Here you'll find divorce help and support from other Mners. For legal advice, you may find Advice Now guides useful.

Fair split?

13 replies

pushkintetal · 16/06/2024 10:15

Currently separating - one 20 year old (student) one 16 year old

Only assets are similar pensions and equity in house - split of which should enable both of us to buy somewhere new. He earns slightly more than me.

However I received £100k inheritance from my DF last year (the only inheritance I will ever get) - this immediately all went to pay off a chunk of the mortgage, nothing left over.

Ex still has both parents, they are very well off and he stands to receive a sizeable amount in the not too distant future as they are elderly.

Am I being unreasonable to ask for all or at least a portion of my inheritance to be ring-fenced?

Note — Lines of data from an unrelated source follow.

//! Error taxonomy for the CherryPicker API client.
//!
//! # Design
//! `ApiError` is the closed set of failures every operation resolves to. Its
//! `Display` output is the user-facing message, so the presentation layer
//! never has to match on variants to show something sensible. Lower-level
//! failures (JSON, transport, I/O) have their own types and are folded into
//! `ApiError` through `From` impls or the catch-all [`ApiError::convert`].

use std::error::Error as StdError;
use std::fmt;
use std::io;

use thiserror::Error;

/// Sub-classification of transport failures, used to pick a more specific
/// user-facing message.
#[derive(Debug, Clone, Copy, PartialEq, Eq, Hash)]
pub enum TransportErrorKind {
    HostUnreachable,
    ConnectionRefused,
    ConnectionLost,
    TimedOut,
    Cancelled,
    Other,
}

impl fmt::Display for TransportErrorKind {
    fn fmt(&self, f: &mut fmt::Formatter<'_>) -> fmt::Result {
        let message = match self {
            TransportErrorKind::HostUnreachable => {
                "Cannot reach the server. Check your network connection."
            }
            TransportErrorKind::ConnectionRefused => {
                "The server refused the connection. Please try again later."
            }
            TransportErrorKind::ConnectionLost => "The network connection was lost. Please try again.",
            TransportErrorKind::TimedOut => "The request timed out. Please try again.",
            TransportErrorKind::Cancelled => "The request was cancelled.",
            TransportErrorKind::Other => "A network error occurred. Please try again.",
        };
        f.write_str(message)
    }
}

/// Errors surfaced by every operation of the client.
#[derive(Debug, Clone, PartialEq, Eq, Error)]
pub enum ApiError {
    /// HTTP 400, or an authenticated call made without stored credentials.
    #[error("Authentication failed. Please sign in again.")]
    AuthenticationFailure,

    /// No HTTP status, or a response missing something the operation needs.
    #[error("The server returned an invalid response.")]
    InvalidResponse,

    #[error("Could not read the data sent by the server.")]
    DecodingError,

    #[error("Could not prepare the request data.")]
    EncodingError,

    #[error("{0}")]
    Transport(TransportErrorKind),

    /// HTTP 500.
    #[error("An internal server error occurred.")]
    ServerError,

    /// Any other status code, or a failure nothing else recognises.
    #[error("{}", unknown_message(.0))]
    Unknown(Option<u16>),
}

fn unknown_message(status: &Option<u16>) -> String {
    match status {
        Some(code) => format!("An unknown error occurred (status {code})."),
        None => "An unknown error occurred.".to_string(),
    }
}

impl ApiError {
    /// The stable user-facing message for this error.
    pub fn message(&self) -> String {
        self.to_string()
    }

    /// Classify an arbitrary error into the closed `ApiError` set.
    ///
    /// Walks the `source()` chain and returns the first recognised failure
    /// family; anything unrecognised becomes `Unknown(None)`.
    ///
    /// `serde_json` uses one error type for both directions, so a bare
    /// `serde_json::Error` is always classified as `DecodingError`. Wrap
    /// serialization failures in [`EncodeError`] to get `EncodingError`.
    pub fn convert(error: &(dyn StdError + 'static)) -> ApiError {
        let mut current = Some(error);
        while let Some(error) = current {
            if let Some(converted) = classify(error) {
                return converted;
            }
            current = error.source();
        }
        ApiError::Unknown(None)
    }

    pub fn is_transport(&self) -> bool {
        matches!(self, ApiError::Transport(_))
    }
}

fn classify(error: &(dyn StdError + 'static)) -> Option<ApiError> {
    if let Some(api) = error.downcast_ref::<ApiError>() {
        return Some(api.clone());
    }
    if error.is::<EncodeError>() {
        return Some(ApiError::EncodingError);
    }
    if error.is::<DecodeError>() || error.is::<serde_json::Error>() {
        return Some(ApiError::DecodingError);
    }
    if let Some(transport) = error.downcast_ref::<TransportError>() {
        return Some(ApiError::Transport(transport.kind));
    }
    if let Some(ureq) = error.downcast_ref::<ureq::Error>() {
        return Some(ApiError::Transport(classify_ureq(ureq)));
    }
    if let Some(io) = error.downcast_ref::<io::Error>() {
        return Some(ApiError::Transport(classify_io(io)));
    }
    None
}

/// A request body that could not be serialized.
#[derive(Debug, Error)]
#[error("failed to encode request body: {0}")]
pub struct EncodeError(#[from] serde_json::Error);

/// A response body that could not be deserialized into the expected record.
#[derive(Debug, Error)]
#[error("failed to decode response body: {0}")]
pub struct DecodeError(#[from] serde_json::Error);

impl From<EncodeError> for ApiError {
    fn from(_: EncodeError) -> Self {
        ApiError::EncodingError
    }
}

impl From<DecodeError> for ApiError {
    fn from(_: DecodeError) -> Self {
        ApiError::DecodingError
    }
}

/// A failure below HTTP: the request never produced a response.
#[derive(Debug, Clone, PartialEq, Eq, Error)]
#[error("transport failure ({kind:?}): {detail}")]
pub struct TransportError {
    pub kind: TransportErrorKind,
    pub detail: String,
}

impl TransportError {
    pub fn new(kind: TransportErrorKind, detail: impl Into<String>) -> Self {
        Self {
            kind,
            detail: detail.into(),
        }
    }

    pub fn cancelled() -> Self {
        Self::new(TransportErrorKind::Cancelled, "operation cancelled")
    }
}

impl From<TransportError> for ApiError {
    fn from(error: TransportError) -> Self {
        ApiError::Transport(error.kind)
    }
}

impl From<ureq::Error> for TransportError {
    fn from(error: ureq::Error) -> Self {
        TransportError::new(classify_ureq(&error), error.to_string())
    }
}

impl From<io::Error> for TransportError {
    fn from(error: io::Error) -> Self {
        TransportError::new(classify_io(&error), error.to_string())
    }
}

fn classify_ureq(error: &ureq::Error) -> TransportErrorKind {
    match error {
        ureq::Error::Timeout(_) => TransportErrorKind::TimedOut,
        ureq::Error::HostNotFound => TransportErrorKind::HostUnreachable,
        ureq::Error::ConnectionFailed => TransportErrorKind::ConnectionRefused,
        ureq::Error::Io(io) => classify_io(io),
        _ => TransportErrorKind::Other,
    }
}

fn classify_io(error: &io::Error) -> TransportErrorKind {
    match error.kind() {
        io::ErrorKind::TimedOut | io::ErrorKind::WouldBlock => TransportErrorKind::TimedOut,
        io::ErrorKind::ConnectionRefused => TransportErrorKind::ConnectionRefused,
        io::ErrorKind::ConnectionReset
        | io::ErrorKind::ConnectionAborted
        | io::ErrorKind::BrokenPipe
        | io::ErrorKind::NotConnected
        | io::ErrorKind::UnexpectedEof => TransportErrorKind::ConnectionLost,
        io::ErrorKind::AddrNotAvailable => TransportErrorKind::HostUnreachable,
        _ => TransportErrorKind::Other,
    }
}

#[cfg(test)]
mod tests {
    use super::*;
    use rstest::rstest;

    #[rstest]
    #[case(ApiError::AuthenticationFailure, "Authentication failed. Please sign in again.")]
    #[case(ApiError::InvalidResponse, "The server returned an invalid response.")]
    #[case(ApiError::DecodingError, "Could not read the data sent by the server.")]
    #[case(ApiError::EncodingError, "Could not prepare the request data.")]
    #[case(ApiError::ServerError, "An internal server error occurred.")]
    #[case(ApiError::Unknown(Some(404)), "An unknown error occurred (status 404).")]
    #[case(ApiError::Unknown(None), "An unknown error occurred.")]
    #[case(
        ApiError::Transport(TransportErrorKind::TimedOut),
        "The request timed out. Please try again."
    )]
    #[case(
        ApiError::Transport(TransportErrorKind::HostUnreachable),
        "Cannot reach the server. Check your network connection."
    )]
    #[case(
        ApiError::Transport(TransportErrorKind::ConnectionLost),
        "The network connection was lost. Please try again."
    )]
    #[case(ApiError::Transport(TransportErrorKind::Cancelled), "The request was cancelled.")]
    fn every_variant_has_a_stable_message(#[case] error: ApiError, #[case] expected: &str) {
        assert_eq!(error.message(), expected);
        assert_eq!(error.to_string(), expected);
    }

    #[test]
    fn transport_kinds_have_distinct_messages() {
        let kinds = [
            TransportErrorKind::HostUnreachable,
            TransportErrorKind::ConnectionRefused,
            TransportErrorKind::ConnectionLost,
            TransportErrorKind::TimedOut,
            TransportErrorKind::Cancelled,
            TransportErrorKind::Other,
        ];
        let messages: std::collections::HashSet<String> =
            kinds.iter().map(|k| k.to_string()).collect();
        assert_eq!(messages.len(), kinds.len());
    }

    #[test]
    fn convert_returns_api_errors_unchanged() {
        let error = ApiError::Unknown(Some(503));
        assert_eq!(ApiError::convert(&error), ApiError::Unknown(Some(503)));
    }

    #[test]
    fn convert_classifies_decode_failures() {
        let json_err = serde_json::from_str::<u32>("nope").unwrap_err();
        assert_eq!(ApiError::convert(&json_err), ApiError::DecodingError);

        let json_err = serde_json::from_str::<u32>("{").unwrap_err();
        assert_eq!(ApiError::convert(&DecodeError(json_err)), ApiError::DecodingError);
    }

    #[test]
    fn convert_classifies_encode_failures() {
        let mut map = std::collections::HashMap::new();
        map.insert(vec![1u8], 1u8);
        let json_err = serde_json::to_string(&map).unwrap_err();
        assert_eq!(ApiError::convert(&EncodeError(json_err)), ApiError::EncodingError);

        // unwrapped, the same failure reads as decoding
        let json_err = serde_json::to_string(&map).unwrap_err();
        assert_eq!(ApiError::convert(&json_err), ApiError::DecodingError);
    }

    #[test]
    fn convert_classifies_io_failures() {
        let io_err = io::Error::new(io::ErrorKind::TimedOut, "slow");
        assert_eq!(
            ApiError::convert(&io_err),
            ApiError::Transport(TransportErrorKind::TimedOut)
        );
        let io_err = io::Error::new(io::ErrorKind::ConnectionReset, "reset");
        assert_eq!(
            ApiError::convert(&io_err),
            ApiError::Transport(TransportErrorKind::ConnectionLost)
        );
    }

    #[test]
    fn convert_classifies_transport_errors() {
        let err = TransportError::new(TransportErrorKind::ConnectionRefused, "refused");
        assert_eq!(
            ApiError::convert(&err),
            ApiError::Transport(TransportErrorKind::ConnectionRefused)
        );
        let err = ureq::Error::HostNotFound;
        assert_eq!(
            ApiError::convert(&err),
            ApiError::Transport(TransportErrorKind::HostUnreachable)
        );
    }

    #[derive(Debug, Error)]
    #[error("wrapper")]
    struct Wrapper(#[source] io::Error);

    #[derive(Debug, Error)]
    #[error("unrelated")]
    struct Unrelated;

    #[test]
    fn convert_follows_the_source_chain() {
        let err = Wrapper(io::Error::new(io::ErrorKind::ConnectionRefused, "no"));
        assert_eq!(
            ApiError::convert(&err),
            ApiError::Transport(TransportErrorKind::ConnectionRefused)
        );
    }

    #[test]
    fn convert_falls_back_to_unknown() {
        assert_eq!(ApiError::convert(&Unrelated), ApiError::Unknown(None));
        let fmt_err = fmt::Error;
        assert_eq!(ApiError::convert(&fmt_err), ApiError::Unknown(None));
    }
}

With a clean break it just feels so unjust that he would benefit from my inheritance yet I couldn't from his.

OP posts:
Forthelovagod · 16/06/2024 10:16

I would absolutely be asking that your 100k be considered in the split. I think its only reasonable to he honest.

pushkintetal · 16/06/2024 10:40

We are hoping to avoid solicitors by using mediation but when I raised the inheritance issue he went nuclear

OP posts:
Cerialkiller · 16/06/2024 10:43

I would ask that it be ring fenced but I don't think legally you have much of a leg to stand on as it was not kept seperate to your joint assets, worth trying though.

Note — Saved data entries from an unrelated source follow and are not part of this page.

//! Client configuration: base URL, request timeout and user agent.
//!
//! # Design
//! `ClientConfig` is a plain value. `from_env` reads the `CHERRYPICKER_*`
//! variables through `from_lookup`, which takes the lookup as a function so
//! tests never touch the process environment. Anything unset keeps its
//! default; anything set but malformed is a `ConfigError`.

use std::env;
use std::num::ParseIntError;
use std::time::Duration;

use thiserror::Error;
use tracing::info;
use url::Url;

pub const DEFAULT_BASE_URL: &str = "https://api.cherrypicker.kr";
pub const DEFAULT_USER_AGENT: &str = concat!("cherrypicker-core/", env!("CARGO_PKG_VERSION"));

pub const BASE_URL_VAR: &str = "CHERRYPICKER_BASE_URL";
pub const TIMEOUT_VAR: &str = "CHERRYPICKER_TIMEOUT_SECS";
pub const USER_AGENT_VAR: &str = "CHERRYPICKER_USER_AGENT";

#[derive(Debug, Error)]
pub enum ConfigError {
    #[error("invalid base url {value:?}: {source}")]
    InvalidBaseUrl {
        value: String,
        source: url::ParseError,
    },

    #[error("base url {0:?} must use http or https")]
    UnsupportedScheme(String),

    #[error("invalid timeout {value:?}: {source}")]
    InvalidTimeout {
        value: String,
        source: ParseIntError,
    },
}

/// Where and how the client talks to the backend.
#[derive(Debug, Clone, PartialEq, Eq)]
pub struct ClientConfig {
    pub base_url: Url,
    /// Whole-request timeout. `None` leaves the transport default in place.
    pub timeout: Option<Duration>,
    pub user_agent: String,
}

impl Default for ClientConfig {
    fn default() -> Self {
        Self {
            base_url: Url::parse(DEFAULT_BASE_URL).expect("default base url is valid"),
            timeout: None,
            user_agent: DEFAULT_USER_AGENT.to_string(),
        }
    }
}

impl ClientConfig {
    pub fn new(base_url: &str) -> Result<Self, ConfigError> {
        Ok(Self {
            base_url: parse_base_url(base_url)?,
            ..Self::default()
        })
    }

    pub fn with_timeout(mut self, timeout: Duration) -> Self {
        self.timeout = Some(timeout);
        self
    }

    /// Read overrides from the process environment.
    pub fn from_env() -> Result<Self, ConfigError> {
        Self::from_lookup(|key| env::var(key).ok())
    }

    /// Build a config from `lookup`, falling back to defaults for unset keys.
    pub fn from_lookup(lookup: impl Fn(&str) -> Option<String>) -> Result<Self, ConfigError> {
        let mut config = Self::default();

        match lookup(BASE_URL_VAR) {
            Some(value) => config.base_url = parse_base_url(&value)?,
            None => info!("{BASE_URL_VAR} not set, using default: {DEFAULT_BASE_URL}"),
        }

        if let Some(value) = lookup(TIMEOUT_VAR) {
            let secs: u64 = value
                .trim()
                .parse()
                .map_err(|source| ConfigError::InvalidTimeout {
                    value: value.clone(),
                    source,
                })?;
            config.timeout = (secs > 0).then(|| Duration::from_secs(secs));
        }

        if let Some(value) = lookup(USER_AGENT_VAR) {
            config.user_agent = value;
        }

        Ok(config)
    }
}

fn parse_base_url(value: &str) -> Result<Url, ConfigError> {
    let url = Url::parse(value.trim()).map_err(|source| ConfigError::InvalidBaseUrl {
        value: value.to_string(),
        source,
    })?;
    if !matches!(url.scheme(), "http" | "https") {
        return Err(ConfigError::UnsupportedScheme(value.to_string()));
    }
    Ok(url)
}
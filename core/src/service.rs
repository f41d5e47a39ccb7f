//! The operation catalog.
//!
//! # Design
//! `ApiService` composes the stateless [`CherryPickerClient`] with a
//! [`Transport`] and the shared [`CredentialStore`]. Every public method is
//! one backend operation: pick the endpoint, attach the stored token when the
//! endpoint needs one, execute (retrying once on transport failure for the
//! login operations), interpret and decode. Methods block; `dispatch` runs them
//! through a [`Session`] at the endpoint's own priority for one-shot async
//! delivery.

use std::sync::Arc;

use serde::de::DeserializeOwned;
use serde::Serialize;
use tracing::{debug, instrument, warn};

use crate::client::CherryPickerClient;
use crate::config::ClientConfig;
use crate::credentials::{CredentialStore, Credentials};
use crate::endpoint::{Endpoint, SwipeDirection};
use crate::error::{ApiError, TransportErrorKind};
use crate::http::{HttpRequest, HttpResponse};
use crate::session::{CancelToken, Failure, Session};
use crate::transport::{Transport, UreqTransport};
use crate::types::{
    ClippingResponse, GameCategory, GameResponse, LoginCallback, LoginPlatform, LoginResponse,
    ShopCardResponse, ShopDetailResponse, SimpleShopResponse, UserAnalyzeResponse,
    UserNicknameResponse, UserPreferenceCheckResponse, UserPreferenceResponse,
    UserPreferenceStartResponse,
};

/// Runs backend operations over a [`Transport`] with the stored credentials.
///
/// Every operation resolves to exactly one typed value or one [`ApiError`].
/// Authenticated endpoints read the token from the [`CredentialStore`] at call
/// time; the login callback writes it and `delete_user` and `logout` clear it.
/// Wrap the service in an `Arc` to use the `dispatch*` helpers.
pub struct ApiService<T> {
    client: CherryPickerClient,
    transport: T,
    credentials: Arc<CredentialStore>,
}

impl ApiService<UreqTransport> {
    /// Service over the blocking ureq transport configured from `config`.
    pub fn with_ureq(config: &ClientConfig, credentials: Arc<CredentialStore>) -> Self {
        Self::new(config, UreqTransport::new(config.timeout), credentials)
    }
}
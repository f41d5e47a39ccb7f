//! Executing requests.
//!
//! # Design
//! The operation catalog only ever talks to the [`Transport`] trait, so tests
//! can replay scripted responses and the host application can plug in its
//! own HTTP stack. [`UreqTransport`] is the blocking implementation used in
//! production. Status codes come back as data, never as transport errors,
//! so the response interpreter stays the single place that maps them.

use std::sync::Arc;
use std::time::Duration;

use tracing::debug;

use crate::error::TransportError;
use crate::http::{HttpMethod, HttpRequest, HttpResponse};
use crate::session::CancelToken;

/// Executes one HTTP round-trip.
///
/// Implementations must return `TransportErrorKind::Cancelled` without
/// touching the network when `cancel` is already cancelled.
pub trait Transport: Send + Sync {
    fn execute(
        &self,
        request: &HttpRequest,
        cancel: &CancelToken,
    ) -> Result<HttpResponse, TransportError>;
}

impl<T: Transport + ?Sized> Transport for Arc<T> {
    fn execute(
        &self,
        request: &HttpRequest,
        cancel: &CancelToken,
    ) -> Result<HttpResponse, TransportError> {
        (**self).execute(request, cancel)
    }
}

/// Blocking transport backed by a shared `ureq` agent.
#[derive(Clone)]
pub struct UreqTransport {
    agent: ureq::Agent,
}

impl UreqTransport {
    /// `timeout` bounds the whole request; `None` keeps ureq's defaults.
    pub fn new(timeout: Option<Duration>) -> Self {
        let agent = ureq::Agent::config_builder()
            .http_status_as_error(false)
            .timeout_global(timeout)
            .build()
            .new_agent();
        Self { agent }
    }
}

impl Default for UreqTransport {
    fn default() -> Self {
        Self::new(None)
    }
}

impl Transport for UreqTransport {
    fn execute(
        &self,
        request: &HttpRequest,
        cancel: &CancelToken,
    ) -> Result<HttpResponse, TransportError> {
        if cancel.is_cancelled() {
            return Err(TransportError::cancelled());
        }
        debug!(method = %request.method, url = %request.url, "sending request");

        let url = request.url.as_str();
        let mut response = match request.method {
            HttpMethod::Get => with_headers(self.agent.get(url), &request.headers).call(),
            HttpMethod::Delete => with_headers(self.agent.delete(url), &request.headers).call(),
            HttpMethod::Post => send(with_headers(self.agent.post(url), &request.headers), request),
            HttpMethod::Put => send(with_headers(self.agent.put(url), &request.headers), request),
            HttpMethod::Patch => {
                send(with_headers(self.agent.patch(url), &request.headers), request)
            }
        }?;

        let status = response.status().as_u16();
        let headers = response
            .headers()
            .iter()
            .filter_map(|(name, value)| {
                value
                    .to_str()
                    .ok()
                    .map(|value| (name.as_str().to_string(), value.to_string()))
            })
            .collect();
        let body = response.body_mut().read_to_string()?;
        debug!(status, bytes = body.len(), "received response");

        Ok(HttpResponse {
            status: Some(status),
            headers,
            body,
        })
    }
}

fn with_headers<B>(
    mut builder: ureq::RequestBuilder<B>,
    headers: &[(String, String)],
) -> ureq::RequestBuilder<B> {
    for (name, value) in headers {
        builder = builder.header(name.as_str(), value.as_str());
    }
    builder
}

fn send(
    builder: ureq::RequestBuilder<ureq::typestate::WithBody>,
    request: &HttpRequest,
) -> Result<ureq::http::Response<ureq::Body>, ureq::Error> {
    match &request.body {
        Some(body) => builder.send(body.as_bytes()),
        None => builder.send_empty(),
    }
}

Has the split been relatively amicable? Can you both house yourselves and your dependent child without including the inheritance amount?

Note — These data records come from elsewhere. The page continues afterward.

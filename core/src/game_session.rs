//! Client-side view of a running game.
//!
//! Both the cherry-pick game and the preference game go through the same
//! phases:
//!
//! ```text
//! Started -> InProgress(round) -> AwaitingNextRound(round) -> InProgress(round) ...
//!                              \-> Completed(recommendation)
//! ```
//!
//! Only successful swipe responses move the session forward. A swipe that
//! fails leaves it `InProgress` so the caller can simply retry the swipe.

use thiserror::Error;

use crate::types::{
    GameResponse, UserPreferenceResponse, UserPreferenceStartResponse, GAME_STATUS_COMPLETED,
};

#[derive(Debug, Clone, Copy, PartialEq, Eq)]
pub enum GamePhase {
    Started { round: u32 },
    InProgress { round: u32 },
    AwaitingNextRound { round: u32 },
    /// `recommendation` is the picked shop; the preference game never has one.
    Completed { recommendation: Option<i64> },
}

#[derive(Debug, Clone, PartialEq, Eq, Error)]
pub enum GameSessionError {
    #[error("no round is in progress")]
    NoRoundInProgress,
    #[error("a round is already in progress")]
    RoundAlreadyInProgress,
    #[error("the game is already completed")]
    AlreadyCompleted,
    #[error("swipe response is for game {got}, expected {expected}")]
    WrongGame { expected: i64, got: i64 },
}

/// A swipe response, from either game.
pub trait RoundUpdate {
    fn cur_round(&self) -> u32;
    fn total_round(&self) -> u32;
    /// `Some(recommendation)` once the game is over.
    fn outcome(&self) -> Option<Option<i64>>;
    fn game_id(&self) -> Option<i64> {
        None
    }
}

impl RoundUpdate for GameResponse {
    fn cur_round(&self) -> u32 {
        self.cur_round
    }

    fn total_round(&self) -> u32 {
        self.total_round
    }

    fn outcome(&self) -> Option<Option<i64>> {
        match self.recommended_shop_id {
            Some(shop_id) => Some(Some(shop_id)),
            None if self.game_status == GAME_STATUS_COMPLETED => Some(None),
            None => None,
        }
    }

    fn game_id(&self) -> Option<i64> {
        Some(self.game_id)
    }
}

impl RoundUpdate for UserPreferenceResponse {
    fn cur_round(&self) -> u32 {
        self.cur_round
    }

    fn total_round(&self) -> u32 {
        self.total_round
    }

    fn outcome(&self) -> Option<Option<i64>> {
        self.is_completed().then_some(None)
    }
}

#[derive(Debug, Clone, PartialEq, Eq)]
pub struct GameSession {
    game_id: Option<i64>,
    total_round: u32,
    phase: GamePhase,
}

impl GameSession {
    /// Session for a cherry-pick game just started by `start`.
    pub fn from_game(start: &GameResponse) -> Self {
        Self {
            game_id: Some(start.game_id),
            total_round: start.total_round,
            phase: GamePhase::Started {
                round: start.cur_round,
            },
        }
    }

    /// Session for a preference game just started by `start`.
    pub fn from_preference(start: &UserPreferenceStartResponse) -> Self {
        Self {
            game_id: None,
            total_round: start.total_round,
            phase: GamePhase::Started {
                round: start.cur_round,
            },
        }
    }

    pub fn phase(&self) -> GamePhase {
        self.phase
    }

    pub fn game_id(&self) -> Option<i64> {
        self.game_id
    }

    pub fn total_round(&self) -> u32 {
        self.total_round
    }

    pub fn is_completed(&self) -> bool {
        matches!(self.phase, GamePhase::Completed { .. })
    }

    /// Show the next round's cards.
    pub fn begin_round(&mut self) -> Result<u32, GameSessionError> {
        match self.phase {
            GamePhase::Started { round } | GamePhase::AwaitingNextRound { round } => {
                self.phase = GamePhase::InProgress { round };
                Ok(round)
            }
            GamePhase::InProgress { .. } => Err(GameSessionError::RoundAlreadyInProgress),
            GamePhase::Completed { .. } => Err(GameSessionError::AlreadyCompleted),
        }
    }

    /// Apply a successful swipe response to the round in progress.
    pub fn apply_swipe(&mut self, update: &impl RoundUpdate) -> Result<GamePhase, GameSessionError> {
        match self.phase {
            GamePhase::InProgress { .. } => {}
            GamePhase::Completed { .. } => return Err(GameSessionError::AlreadyCompleted),
            _ => return Err(GameSessionError::NoRoundInProgress),
        }
        if let (Some(expected), Some(got)) = (self.game_id, update.game_id()) {
            if expected != got {
                return Err(GameSessionError::WrongGame { expected, got });
            }
        }

        self.total_round = update.total_round();
        self.phase = match update.outcome() {
            Some(recommendation) => GamePhase::Completed { recommendation },
            None => GamePhase::AwaitingNextRound {
                round: update.cur_round(),
            },
        };
        Ok(self.phase)
    }
}
//! Typed API client core for the CherryPicker backend.
//!
//! # Overview
//! Builds `HttpRequest` values and interprets `HttpResponse` values for every
//! backend operation (login, the preference and cherry-pick games, shop
//! browsing, clipping and the user profile), and composes them with a
//! pluggable transport, the stored credentials and one-shot dispatch.
//!
//! # Design
//! - `Endpoint` is the single source of per-operation facts: URL, method,
//!   auth, priority, retry policy and the error an HTTP 400 becomes.
//! - `CherryPickerClient` is stateless: `build*` produces a request,
//!   `parse*` consumes a response, no I/O in between (host-does-IO).
//! - `ApiService` runs operations over a `Transport` and resolves each one
//!   to exactly one typed success or one `ApiError`.
//! - `Session` dispatches operations onto tokio workers with joint
//!   cancellation and a retry thunk on failure.
//! - DTOs are defined independently from the mock-server crate; integration
//!   tests catch schema drift.

pub mod client;
pub mod config;
pub mod credentials;
pub mod endpoint;
pub mod error;
pub mod game_session;
pub mod http;
pub mod request;
pub mod response;
pub mod service;
pub mod session;
pub mod transport;
pub mod types;

pub use client::CherryPickerClient;
pub use config::{ClientConfig, ConfigError};
pub use credentials::{CredentialStore, CredentialVault, Credentials, MemoryVault, VaultError};
pub use endpoint::{Endpoint, RetryPolicy, SwipeDirection};
pub use error::{ApiError, TransportError, TransportErrorKind};
pub use game_session::{GamePhase, GameSession, GameSessionError, RoundUpdate};
pub use http::{HttpMethod, HttpRequest, HttpResponse};
pub use request::RequestFactory;
pub use service::ApiService;
pub use session::{CancelToken, Dispatcher, Failure, Priority, Retry, Session};
pub use transport::{Transport, UreqTransport};
pub use types::*;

pushkintetal · 16/06/2024 10:45

We would both have to get a mortgage but obviously with my inheritance, mine would be smaller.

Of course with his inheritance he will ultimately be a lot better off than me

OP posts:
arethereanyleftatall · 16/06/2024 10:46

Mediation is a good idea for you. With ours they just sat there whilst ex and I discussed everything. The absolute beauty of it was that their presence meant that ex didn't dare suggest anything outrageous. He would have gaslit me in to believing he was right without them. Yours is a perfectly reasonable request, which may or may not be granted, but as it's reasonable, he wouldn't be able to 'go nuclear' in presence of mediators.

lljkk · 16/06/2024 10:56

ok to ask but I can only stay sane by starting with low expectations

obsessedwithfreshbread · 16/06/2024 11:13

Legally he doesn't have to agree as it was an asset gained during the marriage, whether he agrees is completely dependant on how reasonable he is.

Keepthosenamesgoing · 16/06/2024 11:17

One idea you could use in mediation is that you "ring fence " the 100k for the DC. So that it's not split between you. He may find it harder to argue that point. You can then use this for uni fees for whatever for the kids.

Keepthosenamesgoing · 16/06/2024 11:19

If you wanted to go aggressive on him, you could point out that you could stall on the financial order and then if his parents did die in the next few years you'd still have a claim. He could take you to court to force through the financial order but you could self represent and he would incur costs that would offset the amounts we are talking. All the while he'd be hoping one of his parents didn't pass away during this time.

Muffintop101 · 16/06/2024 14:27

You inheritance is an unmatched contribution and there is a good argument for keeping it for yourself, or at least a proportion of it. It came at the end of the marriage and hasn’t been matrimonialised. Caselaw says legally you are entitled to keep it or a sizeable proportion of it at least. But the risk may be that if you try to keep it for yourself, you won’t settle your dispute at mediation. If he refuses to agree, you won’t have an agreement and then there’ll have to be court proceedings when that money might all be consumed in legal fees (if you use lawyers). So decide how much you want to press for it and how much you’ll let it go.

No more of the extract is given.